MRMondrian: Scalable Multidimensional Anonymisation for Big Data Privacy Preservation
Abstract:
Scalable data processing platforms built on cloud computing becomes increasingly attractive as infrastructure for supporting big data applications. But privacy concerns are one of the major obstacles to making use of public cloud platforms. Multidimensional anonymisation, a global-recoding generalisation scheme for privacy-preserving data publishing, has been a recent focus due to its capability of balancing data obfuscation and usability. Existing multidimensional anonymisation methods suffer from scalability problems when handling big data due to the impractical serial I/O cost. Given the recursive feature of multidimensional anonymisation, parallelisation is an ideal solution to scalability issues. However, it is still a challenge to use existing distributed and parallel paradigms directly for recursive computation.
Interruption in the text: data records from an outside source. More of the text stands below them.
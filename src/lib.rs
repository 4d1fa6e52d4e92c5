#![warn(missing_docs)]

//! Cloudflare worker keeping a ledger of League of Legends players and their matches in sync
//! with the Riot API.

use std::rc::Rc;

use futures::future::join_all;
use serde::Serialize;
use worker::{
    event, Context, Env, Error, MessageBatch, MessageExt, Request, Response, Result,
    RouteContext, Router,
};

use crate::error::CmError;
use crate::ledger::Ledger;
use crate::player::{CreatePlayer, ResolvePuuid};
use crate::util::AppState;

pub mod d1;
pub mod db;
pub mod error;
pub mod ledger;
pub mod player;
pub mod riot;
pub mod sync;
pub mod util;
pub mod webjob;
pub mod with;

#[cfg(test)]
mod testutil;

/// Queue binding for [`webjob::Task`]s.
pub const QUEUE_WEBJOB: &str = "BINDING_QUEUE_WEBJOB";

type Ctx = RouteContext<Rc<AppState>>;

/// Cloudflare queue handler.
#[event(queue)]
pub async fn queue(
    message_batch: MessageBatch<webjob::Task>,
    env: Env,
    _ctx: Context,
) -> Result<()> {
    util::init_logging(util::log_level(&env));
    let state = AppState::from_env(&env)?;

    let futures = message_batch.messages()?.into_iter().map(|msg| {
        log::info!("Handling webjob task: `{:?}`.", msg.body());
        let state = &state;
        async move {
            let result =
                webjob::handle(&state.matches, &state.ledger, &state.config, msg.body()).await;
            result.map(|()| msg)
        }
    });
    let results = join_all(futures).await;
    let errors = results
        .into_iter()
        .filter_map(|result| result.map(|msg| msg.ack()).err())
        .map(|e| e.to_string())
        .collect::<Vec<_>>();

    log::info!("Handling webjob task complete. Errors: {:?}", errors);
    errors
        .is_empty()
        .then_some(())
        .ok_or(Error::RustError(format!("{:?}", errors)))
}

/// Cloudflare fetch request handler.
#[event(fetch, respond_with_errors)]
pub async fn fetch(req: Request, env: Env, _ctx: Context) -> Result<Response> {
    util::init_logging(util::log_level(&env));
    let state = Rc::new(AppState::from_env(&env)?);

    Router::with_data(state)
        .get_async("/api/v1/players", players_get)
        .post_async("/api/v1/players", players_post)
        .post_async("/api/v1/players/puuid", puuid_post)
        .get_async("/api/v1/players/:puuid", player_get)
        .post_async("/api/v1/players/:puuid/sync", sync_post)
        .post_async("/api/v1/players/:puuid/sync/enqueue", sync_enqueue_post)
        .options_async("/api/v1/*path", preflight)
        .run(req, env)
        .await
}

/// JSON response, with CORS headers.
fn respond<T: Serialize>(
    ctx: &Ctx,
    result: std::result::Result<T, CmError>,
    status: u16,
) -> Result<Response> {
    let response = match result {
        Ok(body) => Response::from_json(&body)?.with_status(status),
        Err(e) => e.into_response()?,
    };
    response.with_cors(&ctx.data.cors)
}

fn puuid_param(ctx: &Ctx) -> std::result::Result<String, CmError> {
    ctx.param("puuid")
        .cloned()
        .ok_or_else(|| CmError::BadRequest("Missing `puuid`.".to_owned()))
}

async fn json_body<T: serde::de::DeserializeOwned>(
    req: &mut Request,
) -> std::result::Result<T, CmError> {
    req.json()
        .await
        .map_err(|e| CmError::BadRequest(format!("Invalid JSON body: {}", e)))
}

/// `OPTIONS /api/v1/*` CORS preflight.
pub async fn preflight(_req: Request, ctx: Ctx) -> Result<Response> {
    Response::empty()?.with_status(204).with_cors(&ctx.data.cors)
}

/// `GET /api/v1/players`
pub async fn players_get(_req: Request, ctx: Ctx) -> Result<Response> {
    let result = ctx.data.ledger.list_players().await;
    respond(&ctx, result, 200)
}

/// `GET /api/v1/players/:puuid`
pub async fn player_get(_req: Request, ctx: Ctx) -> Result<Response> {
    let result = async {
        let puuid = puuid_param(&ctx)?;
        player::get(&ctx.data.ledger, &puuid).await
    };
    let result = result.await;
    respond(&ctx, result, 200)
}

/// `POST /api/v1/players/puuid`
pub async fn puuid_post(mut req: Request, ctx: Ctx) -> Result<Response> {
    let result = async {
        let body: ResolvePuuid = json_body(&mut req).await?;
        let puuid = player::resolve(&ctx.data.riot_api, body).await?;
        Ok::<_, CmError>(serde_json::json!({ "puuid": puuid }))
    };
    let result = result.await;
    respond(&ctx, result, 200)
}

/// `POST /api/v1/players`
pub async fn players_post(mut req: Request, ctx: Ctx) -> Result<Response> {
    let result = async {
        let body: CreatePlayer = json_body(&mut req).await?;
        let state = &ctx.data;
        player::create(&state.ledger, &state.riot_api, state.config.region, body).await
    };
    let result = result.await;
    respond(&ctx, result, 201)
}

/// `POST /api/v1/players/:puuid/sync`
pub async fn sync_post(_req: Request, ctx: Ctx) -> Result<Response> {
    let result = async {
        let puuid = puuid_param(&ctx)?;
        let state = &ctx.data;
        sync::sync_player(
            &state.matches,
            &state.ledger,
            &puuid,
            state.config.year_floor(),
            state.config.region,
        )
        .await
    };
    let result = result.await;
    respond(&ctx, result, 200)
}

/// `POST /api/v1/players/:puuid/sync/enqueue`
pub async fn sync_enqueue_post(_req: Request, ctx: Ctx) -> Result<Response> {
    let result = async {
        let puuid = puuid_param(&ctx)?;
        let player = player::get(&ctx.data.ledger, &puuid).await?;
        ctx.env
            .queue(QUEUE_WEBJOB)?
            .send(webjob::Task::SyncPlayer {
                puuid: player.puuid.clone(),
            })
            .await?;
        Ok::<_, CmError>(serde_json::json!({ "queued": player.puuid }))
    };
    let result = result.await;
    respond(&ctx, result, 202)
}
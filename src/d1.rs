//! [`Ledger`] over Cloudflare D1. Schema in `migrations/`.

use serde_with::{serde_as, BoolFromInt};
use worker::{query, D1Database, D1PreparedStatement};

use crate::db::Player;
use crate::error::CmError;
use crate::ledger::{Ledger, NewMatch, Write, WriteBatch};
use crate::util::epoch_millis;

const PLAYER_COLUMNS: &str = "id, puuid, game_name, tag_line, last_update";

/// `SELECT EXISTS(...) AS found` row.
#[serde_as]
#[derive(serde::Deserialize)]
struct Exists {
    #[serde_as(as = "BoolFromInt")]
    found: bool,
}

/// D1 ledger. Each [`Ledger::commit`] is a single D1 batch, which runs as one transaction.
pub struct D1Ledger {
    db: D1Database,
}
impl D1Ledger {
    /// Wraps the database binding.
    pub fn new(db: D1Database) -> Self {
        Self { db }
    }

    fn match_statements(&self, new_match: &NewMatch) -> worker::Result<Vec<D1PreparedStatement>> {
        let mut statements = Vec::with_capacity(1 + 2 * new_match.participants.len());
        // Players first, so participation rows can reference them.
        for p in new_match.participants.iter() {
            statements.push(query!(
                &self.db,
                "INSERT INTO player(puuid, game_name, tag_line) VALUES (?1, ?2, ?3)
                ON CONFLICT(puuid) DO UPDATE SET
                    game_name = CASE
                        WHEN TRIM(COALESCE(player.game_name, '')) = ''
                            AND TRIM(COALESCE(excluded.game_name, '')) <> ''
                        THEN excluded.game_name ELSE player.game_name END,
                    tag_line = CASE
                        WHEN TRIM(COALESCE(player.tag_line, '')) = ''
                            AND TRIM(COALESCE(excluded.tag_line, '')) <> ''
                        THEN excluded.tag_line ELSE player.tag_line END",
                p.puuid,
                p.game_name,
                p.tag_line,
            )?);
        }
        statements.push(query!(
            &self.db,
            "INSERT INTO lol_match(match_id, queue_id, start_timestamp) VALUES (?1, ?2, ?3)
            ON CONFLICT(match_id) DO NOTHING",
            new_match.match_id,
            new_match.queue_id,
            epoch_millis(new_match.start_timestamp),
        )?);
        for p in new_match.participants.iter() {
            statements.push(query!(
                &self.db,
                "INSERT OR IGNORE INTO participant(match_id, player_id, team_id, champion_name,
                    win, role, kills, deaths, assists, gold_earned, damage_dealt)
                SELECT m.id, p.id, ?3, ?4, ?5, ?6, ?7, ?8, ?9, ?10, ?11
                FROM lol_match m, player p
                WHERE m.match_id = ?1 AND p.puuid = ?2",
                new_match.match_id,
                p.puuid,
                p.team_id,
                p.champion_name,
                i32::from(p.win),
                p.role,
                p.kills,
                p.deaths,
                p.assists,
                p.gold_earned,
                p.damage_dealt,
            )?);
        }
        Ok(statements)
    }
}
impl Ledger for D1Ledger {
    async fn list_players(&self) -> Result<Vec<Player>, CmError> {
        let query = self
            .db
            .prepare(format!("SELECT {} FROM player ORDER BY id", PLAYER_COLUMNS));
        Ok(query.all().await?.results()?)
    }

    async fn find_player(&self, puuid: &str) -> Result<Option<Player>, CmError> {
        let query = query!(
            &self.db,
            &format!("SELECT {} FROM player WHERE puuid = ?1", PLAYER_COLUMNS),
            puuid,
        )?;
        Ok(query.first(None).await?)
    }

    async fn get_or_insert_player(
        &self,
        puuid: &str,
        game_name: Option<&str>,
        tag_line: Option<&str>,
    ) -> Result<Player, CmError> {
        let query = query!(
            &self.db,
            &format!(
                "INSERT INTO player(puuid, game_name, tag_line) VALUES (?1, ?2, ?3)
                ON CONFLICT(puuid) DO UPDATE SET id=id RETURNING {}",
                PLAYER_COLUMNS
            ),
            puuid,
            game_name,
            tag_line,
        )?;
        query.first(None).await?.ok_or_else(|| {
            CmError::InternalServerError(format!("Failed to get or insert player `{}`.", puuid))
        })
    }

    async fn match_exists(&self, match_id: &str) -> Result<bool, CmError> {
        let query = query!(
            &self.db,
            "SELECT EXISTS(SELECT 1 FROM lol_match WHERE match_id = ?1) AS found",
            match_id
        )?;
        let row: Option<Exists> = query.first(None).await?;
        Ok(row.is_some_and(|row| row.found))
    }

    async fn commit(&self, batch: WriteBatch) -> Result<(), CmError> {
        if batch.is_empty() {
            return Ok(());
        }
        let mut statements = Vec::new();
        for write in batch.into_writes() {
            match write {
                Write::Match(new_match) => {
                    statements.extend(self.match_statements(&new_match)?);
                }
                Write::Watermark { puuid, last_update } => {
                    statements.push(query!(
                        &self.db,
                        "UPDATE player SET last_update = MAX(COALESCE(last_update, 0), ?2)
                        WHERE puuid = ?1",
                        puuid,
                        epoch_millis(last_update),
                    )?);
                }
            }
        }
        log::debug!("Committing {} statements.", statements.len());
        self.db.batch(statements).await?;
        Ok(())
    }
}
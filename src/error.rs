//! Error helpers.

use std::fmt;

use worker::Response;

/// Error helper type.
#[derive(Debug)]
pub enum CmError {
    /// [`worker::Error`]
    WorkerError(worker::Error),
    /// Requested entity does not exist.
    NotFound(String),
    /// Caller sent an invalid request.
    BadRequest(String),
    /// Non-retryable, non-success response while fetching a match's detail.
    Upstream {
        /// Match being fetched.
        match_id: String,
        /// HTTP status code.
        status: u16,
        /// Response body text.
        body: String,
    },
    /// Riot API request got no usable response (connection failure, timeout, bad body).
    Transport(String),
    /// Generic internal server error.
    InternalServerError(String),
}
impl CmError {
    /// HTTP status code for responding with this error.
    pub fn status_code(&self) -> u16 {
        match self {
            CmError::NotFound(_) => 404,
            CmError::BadRequest(_) => 400,
            CmError::Upstream { .. } | CmError::Transport(_) => 502,
            CmError::WorkerError(_) | CmError::InternalServerError(_) => 500,
        }
    }

    /// Converts into a JSON `{"error": ...}` response.
    pub fn into_response(self) -> worker::Result<Response> {
        let status = self.status_code();
        if 500 <= status {
            log::error!("Responding with error: {}", self);
        }
        Ok(Response::from_json(&serde_json::json!({ "error": self.to_string() }))?
            .with_status(status))
    }
}
impl fmt::Display for CmError {
    fn fmt(&self, f: &mut fmt::Formatter<'_>) -> fmt::Result {
        match self {
            CmError::WorkerError(e) => write!(f, "Worker error: {}", e),
            CmError::NotFound(msg) | CmError::BadRequest(msg) => f.write_str(msg),
            CmError::Upstream {
                match_id,
                status,
                body,
            } => write!(f, "Fetch match {} failed {}: {}", match_id, status, body),
            CmError::Transport(msg) => write!(f, "Riot API request failed: {}", msg),
            CmError::InternalServerError(msg) => f.write_str(msg),
        }
    }
}
impl std::error::Error for CmError {}
impl From<worker::Error> for CmError {
    fn from(value: worker::Error) -> Self {
        Self::WorkerError(value)
    }
}
impl From<CmError> for worker::Error {
    fn from(value: CmError) -> Self {
        match value {
            CmError::WorkerError(e) => e,
            other => worker::Error::RustError(other.to_string()),
        }
    }
}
In this paper, we propose a scalable approach for big data multidimensional anonymisation based on MapReduce, a state-of-the-art data processing paradigm. Our basic idea is to partition a data set recursively into smaller partitions using MapReduce until all partitions can fit in the memory of a computing node. A tree indexing structure is proposed to achieve recursive computation. Moreover, we show the applicability of our approach to differential privacy. Experimental results on real-life data demonstrate that our approach can significantly improve the scalability of multidimensional anonymisation over existing methods.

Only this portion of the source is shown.